Corona consumer behaviour (www.logistik-express.com)
Peter van Merode (vice president 3PL industry strategy, Blue Yonder), mengatakan bahwa mengingat skala besar dan kompleksitas yang terlibat, dapat dimengerti bahwa pandemi virus corona mempengaruhi manajemen persediaan & logistik dalam beberapa cara. Hal ini termasuk pergeseran perilaku konsumen, peningkatan perhatian pada makanan tradisional dan bahan makanan, operasi farmasi dan pelayanan kesehatan menjadi lebih penting dari sebelumnya dan kurang perhatian dari biasanya pada barang-barang yang tidak penting.

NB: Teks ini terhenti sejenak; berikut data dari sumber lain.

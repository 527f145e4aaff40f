// =============================================================================
// Central Application State
// =============================================================================
//
// Shared across all request handlers via `Arc<AppState>`. The overlay
// configuration sits behind a `parking_lot::RwLock`; handlers clone it once
// per request and hand the clone to the orchestrator, so no lock is held
// across an await point.
// =============================================================================

use std::path::PathBuf;
use std::sync::atomic::{AtomicU64, Ordering};
use std::sync::Arc;

use parking_lot::RwLock;

use crate::market_data::MarketDataSource;
use crate::orchestrator::IndicatorOrchestrator;
use crate::overlay_config::OverlayConfig;

pub struct AppState {
    // ── Configuration ───────────────────────────────────────────────────
    pub config: RwLock<OverlayConfig>,

    /// Where period updates are persisted. `None` keeps updates in memory.
    pub config_path: Option<PathBuf>,

    /// Incremented on every successful configuration change.
    pub config_version: AtomicU64,

    // ── Chart pipeline ──────────────────────────────────────────────────
    pub orchestrator: IndicatorOrchestrator,

    // ── Timing ──────────────────────────────────────────────────────────
    /// Instant when the service was started. Used for uptime reporting.
    pub start_time: std::time::Instant,
}

impl AppState {
    pub fn new(
        config: OverlayConfig,
        source: Arc<dyn MarketDataSource>,
        config_path: Option<PathBuf>,
    ) -> Self {
        Self {
            config: RwLock::new(config),
            config_path,
            config_version: AtomicU64::new(1),
            orchestrator: IndicatorOrchestrator::new(source),
            start_time: std::time::Instant::now(),
        }
    }

    /// Snapshot of the configuration for one request.
    pub fn config_snapshot(&self) -> OverlayConfig {
        self.config.read().clone()
    }

    pub fn bump_config_version(&self) -> u64 {
        self.config_version.fetch_add(1, Ordering::SeqCst) + 1
    }

    pub fn current_config_version(&self) -> u64 {
        self.config_version.load(Ordering::SeqCst)
    }
}
// =============================================================================
// Simple Moving Average (SMA)
// =============================================================================
//
// SMA_i = mean(close[i - period + 1 ..= i])
//
// The output is keyed by the bar dates so it can be fed straight into the
// Bollinger calculator or the aligner. Positions with fewer than `period`
// observations are gaps.
// =============================================================================

use crate::error::SeriesError;
use crate::types::{LabeledPoint, OhlcvPoint};
use crate::validation::{ensure_chronological, ensure_period};

/// Compute the SMA line over the closes of `bars`.
///
/// Output has one point per bar with the bar's date. Indices below
/// `period - 1` are `None`.
pub fn calculate_sma(bars: &[OhlcvPoint], period: usize) -> Result<Vec<LabeledPoint>, SeriesError> {
    ensure_period("period", period)?;
    ensure_chronological("bars", bars.iter().map(|b| b.timestamp))?;

    let mut out = Vec::with_capacity(bars.len());
    // Running sum of the trailing window.
    let mut sum = 0.0;

    for (i, bar) in bars.iter().enumerate() {
        sum += bar.close;
        if i >= period {
            sum -= bars[i - period].close;
        }

        if i + 1 < period {
            out.push(LabeledPoint::gap(bar.timestamp));
        } else {
            out.push(LabeledPoint::new(bar.timestamp, sum / period as f64));
        }
    }

    Ok(out)
}
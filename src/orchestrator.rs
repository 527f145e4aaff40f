// =============================================================================
// Indicator Orchestrator: fetch, compute, align
// =============================================================================
//
// One chart render:
//
//   1. fetch the bars and every needed SMA period concurrently
//   2. put each SMA on the bar axis (a failed SMA feed falls back to a local
//      computation so one bad period does not blank the chart)
//   3. run Bollinger on the Bollinger-period SMA and Ichimoku on the bars
//   4. align every series onto the canonical axis: bar dates, extended by
//      the Ichimoku displacement when Ichimoku is on
//
// The calculators are synchronous; only step 1 awaits.
// =============================================================================

use std::sync::Arc;

use chrono::NaiveDate;
use futures_util::future::join_all;
use serde::{Deserialize, Serialize};
use tracing::{info, instrument, warn};

use crate::alignment::{align_candle, align_scalar, build_label_axis, candle_points, volume_points};
use crate::error::ChartError;
use crate::indicators::{calculate_sma, compute_bollinger_bands, compute_ichimoku, IchimokuLines};
use crate::market_data::MarketDataSource;
use crate::overlay_config::OverlayConfig;
use crate::types::{CandlePoint, ChartInterval, LabeledPoint, OhlcvPoint, SmaSeries};
use crate::validation::ensure_chronological;

// =============================================================================
// Request / response
// =============================================================================

/// Which overlays to compute.
#[derive(Debug, Clone, Copy, PartialEq, Eq, Serialize, Deserialize)]
pub struct OverlaySelection {
    pub sma: bool,
    pub bollinger: bool,
    pub ichimoku: bool,
}

impl Default for OverlaySelection {
    fn default() -> Self {
        Self {
            sma: true,
            bollinger: true,
            ichimoku: true,
        }
    }
}

#[derive(Debug, Clone)]
pub struct ChartRequest {
    pub symbol: String,
    pub interval: ChartInterval,
    pub outputsize: usize,
    pub overlays: OverlaySelection,
}

/// Bollinger Bands plus the parameters they were built with.
#[derive(Debug, Clone, PartialEq, Serialize)]
#[serde(rename_all = "camelCase")]
pub struct BollingerOverlay {
    pub period: usize,
    pub multiplier: f64,
    pub upper_band: Vec<LabeledPoint>,
    pub lower_band: Vec<LabeledPoint>,
}

/// Everything a chart needs. Every series has exactly one point per entry
/// of `labels`, in label order.
#[derive(Debug, Clone, PartialEq, Serialize)]
pub struct ChartPayload {
    pub symbol: String,
    pub interval: ChartInterval,
    pub labels: Vec<NaiveDate>,
    pub candles: Vec<CandlePoint>,
    pub volume: Vec<LabeledPoint>,
    pub sma: Vec<SmaSeries>,
    pub bollinger: Option<BollingerOverlay>,
    pub ichimoku: Option<IchimokuLines>,
}

impl ChartPayload {
    fn empty(request: &ChartRequest) -> Self {
        Self {
            symbol: request.symbol.clone(),
            interval: request.interval,
            labels: Vec::new(),
            candles: Vec::new(),
            volume: Vec::new(),
            sma: Vec::new(),
            bollinger: None,
            ichimoku: None,
        }
    }
}

// =============================================================================
// IndicatorOrchestrator
// =============================================================================

pub struct IndicatorOrchestrator {
    source: Arc<dyn MarketDataSource>,
}

impl IndicatorOrchestrator {
    pub fn new(source: Arc<dyn MarketDataSource>) -> Self {
        Self { source }
    }

    /// Build the aligned chart payload for `request` using the periods in
    /// `config`.
    #[instrument(
        skip(self, request, config),
        fields(symbol = %request.symbol, interval = %request.interval)
    )]
    pub async fn build_chart(
        &self,
        request: &ChartRequest,
        config: &OverlayConfig,
    ) -> Result<ChartPayload, ChartError> {
        if request.symbol.trim().is_empty() {
            return Err(ChartError::InvalidRequest("symbol must not be empty".into()));
        }
        if request.outputsize == 0 || request.outputsize > config.max_outputsize {
            return Err(ChartError::InvalidRequest(format!(
                "outputsize must be between 1 and {}, got {}",
                config.max_outputsize, request.outputsize
            )));
        }

        let periods = config.periods_for(request.interval);
        periods.validate()?;
        let overlays = request.overlays;

        // ── 1. Fetch ─────────────────────────────────────────────────────
        let mut wanted: Vec<usize> = Vec::new();
        if overlays.sma {
            wanted.extend(periods.sma_periods.iter().copied());
        }
        if overlays.bollinger && !wanted.contains(&periods.bollinger_period) {
            wanted.push(periods.bollinger_period);
        }

        let source = &self.source;
        let symbol = request.symbol.as_str();
        let (interval, outputsize) = (request.interval, request.outputsize);

        let bars_fut = source.time_series(symbol, interval, outputsize);
        let smas_fut = join_all(wanted.iter().map(|&period| async move {
            (period, source.sma(symbol, interval, period, outputsize).await)
        }));
        let (bars, fetched) = tokio::join!(bars_fut, smas_fut);

        let bars = bars.map_err(ChartError::Source)?;
        ensure_chronological("candles", bars.iter().map(|b| b.timestamp))?;
        if bars.is_empty() {
            warn!("upstream returned no bars");
            return Ok(ChartPayload::empty(request));
        }

        // ── 2. SMAs on the bar axis ──────────────────────────────────────
        let bar_labels: Vec<NaiveDate> = bars.iter().map(|b| b.timestamp).collect();
        let mut on_bars: Vec<SmaSeries> = Vec::with_capacity(fetched.len());
        for (period, result) in fetched {
            let values = match result {
                Ok(points) => align_scalar(&bar_labels, &points),
                Err(e) => {
                    warn!(period, error = %format!("{e:#}"), "sma fetch failed, computing locally");
                    calculate_sma(&bars, period)?
                }
            };
            on_bars.push(SmaSeries { period, values });
        }

        // ── 3 + 4. Indicators and the canonical axis ─────────────────────
        let forward_days = if overlays.ichimoku {
            periods.ichimoku.chikou_offset_period
        } else {
            0
        };
        let labels = build_label_axis(&bars, forward_days)?;

        let sma = if overlays.sma {
            periods
                .sma_periods
                .iter()
                .filter_map(|&p| on_bars.iter().find(|s| s.period == p))
                .map(|s| SmaSeries {
                    period: s.period,
                    values: align_scalar(&labels, &s.values),
                })
                .collect()
        } else {
            Vec::new()
        };

        let bollinger = if overlays.bollinger {
            Some(bollinger_overlay(&bars, &on_bars, &labels, periods.bollinger_period, config)?)
        } else {
            None
        };

        let ichimoku = if overlays.ichimoku {
            let raw = compute_ichimoku(&bars, &periods.ichimoku)?;
            Some(IchimokuLines {
                tenkan: align_scalar(&labels, &raw.tenkan),
                kijun: align_scalar(&labels, &raw.kijun),
                senkou_a: align_scalar(&labels, &raw.senkou_a),
                senkou_b: align_scalar(&labels, &raw.senkou_b),
                chikou: align_scalar(&labels, &raw.chikou),
            })
        } else {
            None
        };

        let payload = ChartPayload {
            symbol: request.symbol.clone(),
            interval: request.interval,
            candles: align_candle(&labels, &candle_points(&bars)),
            volume: align_scalar(&labels, &volume_points(&bars)),
            labels,
            sma,
            bollinger,
            ichimoku,
        };

        info!(
            bars = bars.len(),
            labels = payload.labels.len(),
            sma_lines = payload.sma.len(),
            bollinger = payload.bollinger.is_some(),
            ichimoku = payload.ichimoku.is_some(),
            "chart payload built"
        );

        Ok(payload)
    }
}

/// Bands around the Bollinger-period SMA (already on the bar axis), then
/// aligned onto `labels`.
fn bollinger_overlay(
    bars: &[OhlcvPoint],
    on_bars: &[SmaSeries],
    labels: &[NaiveDate],
    period: usize,
    config: &OverlayConfig,
) -> Result<BollingerOverlay, ChartError> {
    let average = match on_bars.iter().find(|s| s.period == period) {
        Some(s) => s.values.clone(),
        None => calculate_sma(bars, period)?,
    };
    let closes: Vec<f64> = bars.iter().map(|b| b.close).collect();
    let bands = compute_bollinger_bands(&average, &closes, period, config.bollinger_multiplier)?;

    Ok(BollingerOverlay {
        period,
        multiplier: config.bollinger_multiplier,
        upper_band: align_scalar(labels, &bands.upper_band),
        lower_band: align_scalar(labels, &bands.lower_band),
    })
}
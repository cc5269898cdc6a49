//! The year-advance transition.
//!
//! Advancing the year is a fixed sequence of externally visible steps:
//!
//! 1. **Post lore markers** -- the year-marker line goes to every lore
//!    channel.
//! 2. **Record anchor** -- the last posted message id is appended to the
//!    config's `timestamps`.
//! 3. **Rename year channel** -- the year voice channel shows the new year.
//! 4. **Update wiki** -- the `Current Year: N PC` marker on the wiki page
//!    is rewritten.
//! 5. **Announce** -- the leaders role is pinged in the announcements
//!    channel.
//! 6. **Post year links** -- the marker line and permalinks to every
//!    marker post go to the year-links thread.
//!
//! The steps talk to systems without transactions, so nothing is rolled
//! back. The first failing step aborts the rest; the returned
//! [`AdvanceError`] names it and lists the steps that already took effect
//! so an operator can reconcile by hand. The transition does not check
//! whether the year is due; that is the caller's job (see
//! [`crate::guard`]).

use std::fmt;

use regex::{NoExpand, Regex};
use serde::Serialize;
use tracing::{info, warn};

use crate::config::{ConfigError, ConfigStore};
use crate::platform::{ChatClient, ChatError, PostedMessage, WikiClient, WikiError};
use crate::year_line::format_year_line;

/// Case-insensitive pattern of the year marker on the wiki page.
const WIKI_YEAR_MARKER: &str = r"(?i)Current Year: \d+ PC";

/// One step of the transition, in execution order.
#[derive(Debug, Clone, Copy, PartialEq, Eq, Serialize)]
#[serde(rename_all = "snake_case")]
pub enum AdvanceStep {
    /// Post the year-marker line to every lore channel.
    PostLoreMarkers,
    /// Append the anchor id to `timestamps`.
    RecordAnchor,
    /// Rename the year voice channel.
    RenameYearChannel,
    /// Rewrite the wiki year marker.
    UpdateWiki,
    /// Ping the leaders role.
    Announce,
    /// Post permalinks to the year-links thread.
    PostYearLinks,
}

impl fmt::Display for AdvanceStep {
    fn fmt(&self, f: &mut fmt::Formatter<'_>) -> fmt::Result {
        let name = match self {
            Self::PostLoreMarkers => "post lore markers",
            Self::RecordAnchor => "record anchor",
            Self::RenameYearChannel => "rename year channel",
            Self::UpdateWiki => "update wiki",
            Self::Announce => "announce",
            Self::PostYearLinks => "post year links",
        };
        f.write_str(name)
    }
}

/// Why a step failed.
#[derive(Debug, thiserror::Error)]
pub enum StepFailure {
    /// No lore channels are configured, so there is nothing to anchor on.
    #[error("no lore channels configured")]
    NoLoreChannels,

    /// A chat platform call failed.
    #[error(transparent)]
    Chat(#[from] ChatError),

    /// A wiki call failed.
    #[error(transparent)]
    Wiki(#[from] WikiError),

    /// The config could not be persisted.
    #[error(transparent)]
    Config(#[from] ConfigError),

    /// The wiki marker pattern failed to compile.
    #[error("invalid wiki marker pattern: {0}")]
    Pattern(#[from] regex::Error),
}

/// A transition that stopped part-way.
#[derive(Debug, thiserror::Error)]
#[error("advancing to year {year} failed at step '{step}' after {} completed step(s)", .completed.len())]
pub struct AdvanceError {
    /// Target year.
    pub year: i64,
    /// The step that failed.
    pub step: AdvanceStep,
    /// Steps that took effect before the failure.
    pub completed: Vec<AdvanceStep>,
    /// Underlying cause.
    #[source]
    pub source: StepFailure,
}

/// Outcome of a completed transition.
#[derive(Debug, Clone, PartialEq, Eq, Serialize)]
pub struct AdvanceReport {
    /// The year advanced to.
    pub year: i64,
    /// Marker posts, in lore-channel order.
    pub posted: Vec<PostedMessage>,
    /// Every step, in order.
    pub completed: Vec<AdvanceStep>,
    /// Whether the wiki page was edited (false when the marker was absent).
    pub wiki_updated: bool,
}

#[derive(Debug)]
struct Progress {
    year: i64,
    completed: Vec<AdvanceStep>,
}

impl Progress {
    fn done(&mut self, step: AdvanceStep) {
        info!(year = self.year, %step, "year advance step completed");
        self.completed.push(step);
    }

    fn fail(&self, step: AdvanceStep, source: impl Into<StepFailure>) -> AdvanceError {
        AdvanceError {
            year: self.year,
            step,
            completed: self.completed.clone(),
            source: source.into(),
        }
    }
}

/// Advance the in-universe year to `year`.
///
/// # Errors
///
/// Returns [`AdvanceError`] for the first step that fails. Earlier steps are
/// not undone.
pub async fn advance_year<C, W>(
    store: &ConfigStore,
    chat: &C,
    wiki: &W,
    year: i64,
) -> Result<AdvanceReport, AdvanceError>
where
    C: ChatClient,
    W: WikiClient,
{
    let config = store.snapshot().await;
    let line = format_year_line(year);
    let mut progress = Progress {
        year,
        completed: Vec::new(),
    };
    info!(year, "advancing year");

    // 1. Lore channel markers.
    let step = AdvanceStep::PostLoreMarkers;
    let lore = &config.channels.lore_channels;
    if lore.is_empty() {
        return Err(progress.fail(step, StepFailure::NoLoreChannels));
    }
    let mut posted = Vec::with_capacity(lore.len());
    for &channel_id in lore {
        let message = chat
            .send_message(channel_id, &line)
            .await
            .map_err(|e| progress.fail(step, e))?;
        posted.push(message);
    }
    progress.done(step);

    // 2. Anchor.
    let step = AdvanceStep::RecordAnchor;
    let anchor = posted
        .last()
        .map(|m| m.id)
        .ok_or_else(|| progress.fail(step, StepFailure::NoLoreChannels))?;
    let recorded = store
        .update(|c| {
            c.timestamps.push(anchor);
            c.recorded_years()
        })
        .await
        .map_err(|e| progress.fail(step, e))?;
    info!(year, anchor, recorded, "anchor recorded");
    progress.done(step);

    // 3. Voice channel.
    let step = AdvanceStep::RenameYearChannel;
    chat.rename_channel(config.channels.year_vc, &format!("Current Year: {year} PC"))
        .await
        .map_err(|e| progress.fail(step, e))?;
    progress.done(step);

    // 4. Wiki.
    let step = AdvanceStep::UpdateWiki;
    let wiki_updated = update_wiki(wiki, &config.wiki.user, &config.wiki.key, &config.wiki.page, year)
        .await
        .map_err(|e| progress.fail(step, e))?;
    progress.done(step);

    // 5. Announcement.
    let step = AdvanceStep::Announce;
    let announcement = format!("<@&{}> Year {year} PC. (weap)", config.roles.leaders);
    chat.send_message(config.channels.announcements, &announcement)
        .await
        .map_err(|e| progress.fail(step, e))?;
    progress.done(step);

    // 6. Year links thread.
    let step = AdvanceStep::PostYearLinks;
    let thread = chat
        .get_thread(config.channels.doom_forum, config.channels.year_links)
        .await
        .map_err(|e| progress.fail(step, e))?;
    let links: Vec<String> = posted.iter().map(|m| m.link(config.guilds.attu)).collect();
    let content = format!("{line}\n{}", links.join("\n"));
    chat.send_message(thread.id, &content)
        .await
        .map_err(|e| progress.fail(step, e))?;
    progress.done(step);

    info!(year, "year advanced");
    Ok(AdvanceReport {
        year,
        posted,
        completed: progress.completed,
        wiki_updated,
    })
}

async fn update_wiki<W: WikiClient>(
    wiki: &W,
    user: &str,
    key: &str,
    page: &str,
    year: i64,
) -> Result<bool, StepFailure> {
    wiki.login(user, key).await?;
    let text = wiki.get_page_text(page).await?;
    let Some(updated) = replace_year_marker(&text, year)? else {
        warn!(page, year, "wiki page has no year marker; edit skipped");
        return Ok(false);
    };
    wiki.edit_page(page, &updated, &format!("Bumped to Year {year} PC"))
        .await?;
    Ok(true)
}

/// Rewrite every `Current Year: N PC` marker in `text` to `year`.
///
/// Returns `None` when the text carries no marker.
///
/// # Errors
///
/// Returns [`regex::Error`] if the marker pattern fails to compile.
pub fn replace_year_marker(text: &str, year: i64) -> Result<Option<String>, regex::Error> {
    let marker = Regex::new(WIKI_YEAR_MARKER)?;
    if !marker.is_match(text) {
        return Ok(None);
    }
    let replacement = format!("Current Year: {year} PC");
    Ok(Some(marker.replace_all(text, NoExpand(&replacement)).into_owned()))
}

Dengan toko-toko tutup, pengecer fesyen dan perusahaan barang konsumen lainnya telah beralih dari penjualan ritel ke operasi yang berpusat pada e-commerce. Menurut Merode, hal ini mewakili perubahan dramatis dari bagaimana rantai pasokan dan tingkat persediaan dikelola secara tradisional dan tingkat persediaan dipertahankan. Secara keseluruhan, operator logistik harus siap untuk meningkatkan volume bahan makanan dan farmasi, baik langsung melalui toko maupun melalui e-commerce. Manajemen persediaan dapat mengurangi dampak pandemi bagi sejumlah industri dengan melakukan pengelolaan permintaan dan merekomendasikan cara untuk memenuhinya. Merode mengingatkan bahwa pengoptimalan persediaan yang sebenarnya hanya dapat terjadi jika bisnis memiliki visibilitas penuh atas rantai pasokan secara menyeluruh. Hal tersebut dapat dilakukan dengan mengambil informasi tentang virus corona & menggabungkannya dengan data rantai pasokan sehingga dapat dilakukan analisis terhadap potensi risiko. Hasil analisis terhadap potensi resiko, dapat membantu organisasi bisnis dalam menangani apa konsekuensinya, dan mengoptimalkan aliran persediaan, tingkat persediaan, serta kinerja pengiriman.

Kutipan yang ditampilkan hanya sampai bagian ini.